Après les Témoignages -
Bonjour, Je vous envoie mon texte rédigé. Vous serez peut-être surpris du résultat, beaucoup de noms ont été changés, et il y a une immense part de subjectivité. C'est à mi-chemin entre la fiction et le documentaire. En fait ce n'est ni l'un, ni l'autre. C'est mon ressenti, mon pur ressenti.
Comprenez qu'il n'y a aucun jugement de ma part. Je ne suis pas historienne, je ne suis pas anthropologue. Je n'analyse pas, mais j'écoute et je ressens seulement. Ce que je restitue ne ressemble à ce que j'ai perçu entre les lignes, et pas sur les lignes. Ce n'est peut-être pas ce à quoi vous vous attendiez, j'espère que ça vous plaira tout de même. Inès
- L'Algérie, un couteau planté dans la chair 3 de 4 de Inès -
-Chair mutilée -
Mohamed m'emmène chez sa mère à quelques kilomètres de Montauban. Sur les petites routes, je l'écoute répéter mot à mot ce qu'il m'a déjà dit au téléphone. Il utilise les mêmes expressions. Les souvenirs viennent dans le même ordre. Lui, a intégré son histoire. Ses mots sont froids comme la pierre. Le lendemain, il me donnera un texte qu'il a écrit pour raconter son arrivée en France. Quand je lui demanderai de me raconter, il utilisera les mêmes phrases, au mot près, je les souligne dans le texte, « nous étions sur le pas de la porte de ma deuxième maison où logeait ma grand-mère », « surveillés comme du lait sur le feu », c'est ce qu'il dit, c'est ce qu'il récite.
On dit « apprendre par cœur », mais quand c'est appris comme cela, il n'y a plus rien du cœur. Mohamed est blindé. Il est militaire, et son histoire est comme un char d'assaut. Pas de détours, pas de digression. Il me parle seulement de ses luttes actuelles, des procès qu'il mène contre la France pour réhabiliter les Harkis. C'est le seul avec qui je perds un peu patience. Quand il parle, il se réfère à son texte, comme à un document officiel.
« C'est dans le texte.
-Oui mais dis le moi quand même. » Par erreur, il a imprimé un texte où les mots se superposent.
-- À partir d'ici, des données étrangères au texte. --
//! The crowd navigation environment.
//!
//! One robot crosses a small patch of world while a handful of simulated
//! humans cross it too. The environment owns every agent, advances them in
//! lockstep, and scores each robot step with the shaped navigation reward.

pub mod scenario;

pub use scenario::Scenario;

use std::fmt;
use std::str::FromStr;

use tracing::debug;

use crate::agent::{Agent, AgentKind};
use crate::config::EnvConfig;
use crate::error::{Error, Result};
use crate::state::{Action, Frame, ObservableState, Vec2};

/// Which split of episodes an evaluation draws from.
#[derive(Debug, Clone, Copy, PartialEq, Eq)]
pub enum Phase {
    Train,
    Val,
    Test,
}

impl Phase {
    pub fn as_str(self) -> &'static str {
        match self {
            Phase::Train => "train",
            Phase::Val => "val",
            Phase::Test => "test",
        }
    }
}

impl fmt::Display for Phase {
    fn fmt(&self, f: &mut fmt::Formatter<'_>) -> fmt::Result {
        f.write_str(self.as_str())
    }
}

impl FromStr for Phase {
    type Err = Error;

    fn from_str(s: &str) -> Result<Self> {
        match s.to_lowercase().as_str() {
            "train" => Ok(Phase::Train),
            "val" => Ok(Phase::Val),
            "test" => Ok(Phase::Test),
            _ => Err(Error::UnknownPhase(s.to_string())),
        }
    }
}

/// The slice of environment timing a policy is allowed to know.
#[derive(Debug, Clone, Copy, PartialEq)]
pub struct EnvView {
    pub time_step: f64,
    pub time_limit: f64,
}

/// Outcome attached to every step.
#[derive(Debug, Clone, Copy, PartialEq)]
pub enum Status {
    /// Uneventful step.
    Nothing,
    /// The robot came closer to a human than the comfort distance; carries
    /// the observed separation.
    Danger(f64),
    ReachGoal,
    Collision,
    Timeout,
}

impl Status {
    pub fn is_terminal(self) -> bool {
        matches!(self, Status::ReachGoal | Status::Collision | Status::Timeout)
    }
}

impl fmt::Display for Status {
    fn fmt(&self, f: &mut fmt::Formatter<'_>) -> fmt::Result {
        match self {
            Status::Nothing => write!(f, "nothing"),
            Status::Danger(_) => write!(f, "danger"),
            Status::ReachGoal => write!(f, "reach goal"),
            Status::Collision => write!(f, "collision"),
            Status::Timeout => write!(f, "timeout"),
        }
    }
}

/// What one call to [`CrowdSim::step`] hands back.
#[derive(Debug, Clone)]
pub struct StepResult {
    /// What the robot observes after everyone moved.
    pub observation: Vec<ObservableState>,
    pub reward: f64,
    pub done: bool,
    pub status: Status,
}

pub struct CrowdSim {
    config: EnvConfig,
    robot: Agent,
    humans: Vec<Agent>,
    test_scenario: Scenario,
    global_time: f64,
    /// Arrival time per human, zero until that human reaches its goal.
    human_times: Vec<f64>,
    /// Smallest surface separation seen this episode.
    separation_min: f64,
    /// Human 0 is driven externally; keep its attributes fixed on reset.
    interactive_human: bool,
}

impl CrowdSim {
    pub fn new(config: EnvConfig) -> Self {
        let dt = config.env.time_step;
        let robot = Agent::from_config(AgentKind::Robot, &config.robot, dt);
        let humans = (0..config.sim.human_num)
            .map(|_| Agent::from_config(AgentKind::Human, &config.humans, dt))
            .collect();
        let human_times = vec![0.0; config.sim.human_num];
        CrowdSim {
            test_scenario: config.sim.test_sim,
            robot,
            humans,
            global_time: 0.0,
            human_times,
            separation_min: f64::INFINITY,
            interactive_human: false,
            config,
        }
    }

    /// Rebuilds the crowd with `count` humans. Drops any policies attached
    /// to the old crowd, so call this before wiring policies up.
    pub fn set_human_count(&mut self, count: usize) {
        let dt = self.config.env.time_step;
        self.humans = (0..count)
            .map(|_| Agent::from_config(AgentKind::Human, &self.config.humans, dt))
            .collect();
        self.human_times = vec![0.0; count];
    }

    /// Overrides which layout test-phase episodes use.
    pub fn set_test_scenario(&mut self, scenario: Scenario) {
        self.test_scenario = scenario;
    }

    /// Marks human 0 as externally driven.
    pub fn set_interactive_human(&mut self) {
        self.interactive_human = true;
    }

    pub fn robot(&self) -> &Agent {
        &self.robot
    }

    pub fn robot_mut(&mut self) -> &mut Agent {
        &mut self.robot
    }

    pub fn humans(&self) -> &[Agent] {
        &self.humans
    }

    pub fn human_mut(&mut self, index: usize) -> &mut Agent {
        &mut self.humans[index]
    }

    pub fn global_time(&self) -> f64 {
        self.global_time
    }

    pub fn view(&self) -> EnvView {
        EnvView {
            time_step: self.config.env.time_step,
            time_limit: self.config.env.time_limit,
        }
    }

    pub fn min_separation(&self) -> f64 {
        self.separation_min
    }

    /// Arrival times for every human. Humans still under way are reported
    /// at the current clock.
    pub fn human_times(&self) -> Vec<f64> {
        self.human_times
            .iter()
            .map(|&t| if t == 0.0 { self.global_time } else { t })
            .collect()
    }

    /// Starts a fresh episode and returns the robot's first observation.
    ///
    /// A concrete `case` makes the episode reproducible; the same phase and
    /// case always lay out the same crowd.
    pub fn reset(&mut self, phase: Phase, case: Option<u64>) -> Result<Vec<ObservableState>> {
        self.global_time = 0.0;
        self.human_times = vec![0.0; self.humans.len()];
        self.separation_min = f64::INFINITY;

        let layout = match phase {
            Phase::Test => self.test_scenario,
            Phase::Train | Phase::Val => self.config.sim.train_val_sim,
        };
        let geometry = scenario::Geometry {
            circle_radius: self.config.sim.circle_radius,
            square_width: self.config.sim.square_width,
        };
        let min_separation = 2.0 * self.config.humans.radius.max(self.config.robot.radius)
            + self.config.reward.discomfort_dist;

        let mut rng = scenario::episode_rng(phase, case);
        let placements =
            scenario::sample(layout, self.humans.len(), geometry, min_separation, &mut rng)?;

        self.robot.place(placements.robot.position, placements.robot.goal);
        for (index, (human, placement)) in
            self.humans.iter_mut().zip(&placements.humans).enumerate()
        {
            human.place(placement.position, placement.goal);
            let keep_fixed = self.interactive_human && index == 0;
            if self.config.env.randomize_attributes && !keep_fixed {
                human.randomize_attributes(&self.config.humans, &mut rng);
            }
        }

        debug!(
            "Episode reset: {} layout, {} humans, case {:?}",
            layout.name(),
            self.humans.len(),
            case
        );
        Ok(self.robot_observation())
    }

    fn robot_observation(&self) -> Vec<ObservableState> {
        self.humans.iter().map(Agent::observable_state).collect()
    }

    /// What human `index` observes: every other human, plus the robot when
    /// it is visible.
    fn human_observation(&self, index: usize) -> Vec<ObservableState> {
        let mut ob: Vec<ObservableState> = self
            .humans
            .iter()
            .enumerate()
            .filter(|(other, _)| *other != index)
            .map(|(_, human)| human.observable_state())
            .collect();
        if self.robot.visible {
            ob.push(self.robot.observable_state());
        }
        ob
    }

    /// Advances the world one step under the robot's `action`.
    ///
    /// Humans pick their actions from the pre-step state, so nobody reacts
    /// to a move that has not happened yet. The robot's step is scored
    /// against the closest approach to any human over the step interval,
    /// not just the endpoints.
    pub fn step(&mut self, action: Action) -> StepResult {
        let dt = self.config.env.time_step;

        let human_observations: Vec<Vec<ObservableState>> =
            (0..self.humans.len()).map(|i| self.human_observation(i)).collect();
        let human_actions: Vec<Action> = self
            .humans
            .iter_mut()
            .zip(&human_observations)
            .map(|(human, ob)| human.act(ob))
            .collect();

        // Closest approach between the robot and each human over the step,
        // using the humans' current velocities.
        let mut dmin = f64::INFINITY;
        let mut collision = false;
        for human in &self.humans {
            let start = human.position - self.robot.position;
            let relative_velocity = human.velocity - action.velocity();
            let end = start + relative_velocity * dt;
            let closest = point_segment_distance(start, end) - human.radius - self.robot.radius;
            if closest < 0.0 {
                collision = true;
            } else if closest < dmin {
                dmin = closest;
            }
        }
        self.separation_min = self.separation_min.min(if collision { 0.0 } else { dmin });

        let end_position = self.robot.position + action.velocity() * dt;
        let reaching_goal = end_position.distance(self.robot.goal) < self.robot.radius;

        let reward_cfg = &self.config.reward;
        // The timeout check counts the step about to be taken.
        let (reward, done, status) = if self.global_time >= self.config.env.time_limit - 1.0 {
            (0.0, true, Status::Timeout)
        } else if collision {
            (reward_cfg.collision_penalty, true, Status::Collision)
        } else if reaching_goal {
            (reward_cfg.success_reward, true, Status::ReachGoal)
        } else if dmin < reward_cfg.discomfort_dist {
            let shortfall = dmin - reward_cfg.discomfort_dist;
            let reward = shortfall * reward_cfg.discomfort_penalty_factor * dt;
            (reward, false, Status::Danger(dmin))
        } else {
            (0.0, false, Status::Nothing)
        };

        self.robot.step(action, dt);
        for (human, human_action) in self.humans.iter_mut().zip(human_actions) {
            human.step(human_action, dt);
        }
        self.global_time += dt;
        for (index, human) in self.humans.iter().enumerate() {
            if self.human_times[index] == 0.0 && human.reached_destination() {
                self.human_times[index] = self.global_time;
            }
        }

        StepResult {
            observation: self.robot_observation(),
            reward,
            done,
            status,
        }
    }

    /// Current scene snapshot, as handed to observers.
    pub fn state(&self) -> Frame {
        Frame {
            time: self.global_time,
            robot: self.robot.full_state(),
            humans: self.robot_observation(),
        }
    }

    /// Dumps the scene as a character grid. Good enough to follow an
    /// episode from a terminal.
    pub fn render(&self) {
        const COLS: usize = 41;
        const ROWS: usize = 21;
        let extent = self
            .config
            .sim
            .circle_radius
            .max(self.config.sim.square_width / 2.0)
            + 1.0;

        let cell = |p: Vec2| -> Option<(usize, usize)> {
            if p.x.abs() > extent || p.y.abs() > extent {
                return None;
            }
            let col = ((p.x + extent) / (2.0 * extent) * (COLS - 1) as f64).round() as usize;
            let row = ((extent - p.y) / (2.0 * extent) * (ROWS - 1) as f64).round() as usize;
            Some((row.min(ROWS - 1), col.min(COLS - 1)))
        };

        let mut grid = [[' '; COLS]; ROWS];
        if let Some((r, c)) = cell(self.robot.goal) {
            grid[r][c] = 'G';
        }
        for (index, human) in self.humans.iter().enumerate() {
            if let Some((r, c)) = cell(human.position) {
                grid[r][c] = char::from_digit((index % 10) as u32, 10).unwrap_or('?');
            }
        }
        if let Some((r, c)) = cell(self.robot.position) {
            grid[r][c] = 'R';
        }

        println!("t = {:5.2}s  {}", self.global_time, "-".repeat(COLS - 11));
        for row in &grid {
            let line: String = row.iter().collect();
            println!("|{line}|");
        }
    }
}

/// Distance from the origin to the segment from `a` to `b`.
fn point_segment_distance(a: Vec2, b: Vec2) -> f64 {
    let ab = b - a;
    let len_sq = ab.length_squared();
    if len_sq < 1e-12 {
        return a.length();
    }
    let t = (-a.dot(ab) / len_sq).clamp(0.0, 1.0);
    (a + ab * t).length()
}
Je lui dis « il faudrait que tu me parles comme ça». Il rit mais continue à réciter.
A côté de lui, il y a sa mère. A table, je dis comme elle est bonne l'orange, et elle me dit qu'elle a un goût de carton. Je pense à ma grand- mère, et aux abricots dégueulasses. Elle avait vingt-sept ans quand ils ont quitté l'Algérie, partis parmi les derniers, en 1968. Elle me demande mon âge, « 22 ans. Et vous, vous faisiez quoi à 22 ans ? », je dis en souriant. C'est toujours ce que je dis à ma grand-mère pour la faire se plonger dans ses souvenirs de jeunesse heureuse. Mais ma grand-mère n'a pas eu la même jeunesse que madame Djafour. Je vois son visage se crisper. Dans son français plein de mots que je ne comprends pas, elle dit « 22 ans... L'enfer... L'enfer sur la terre ma fille. »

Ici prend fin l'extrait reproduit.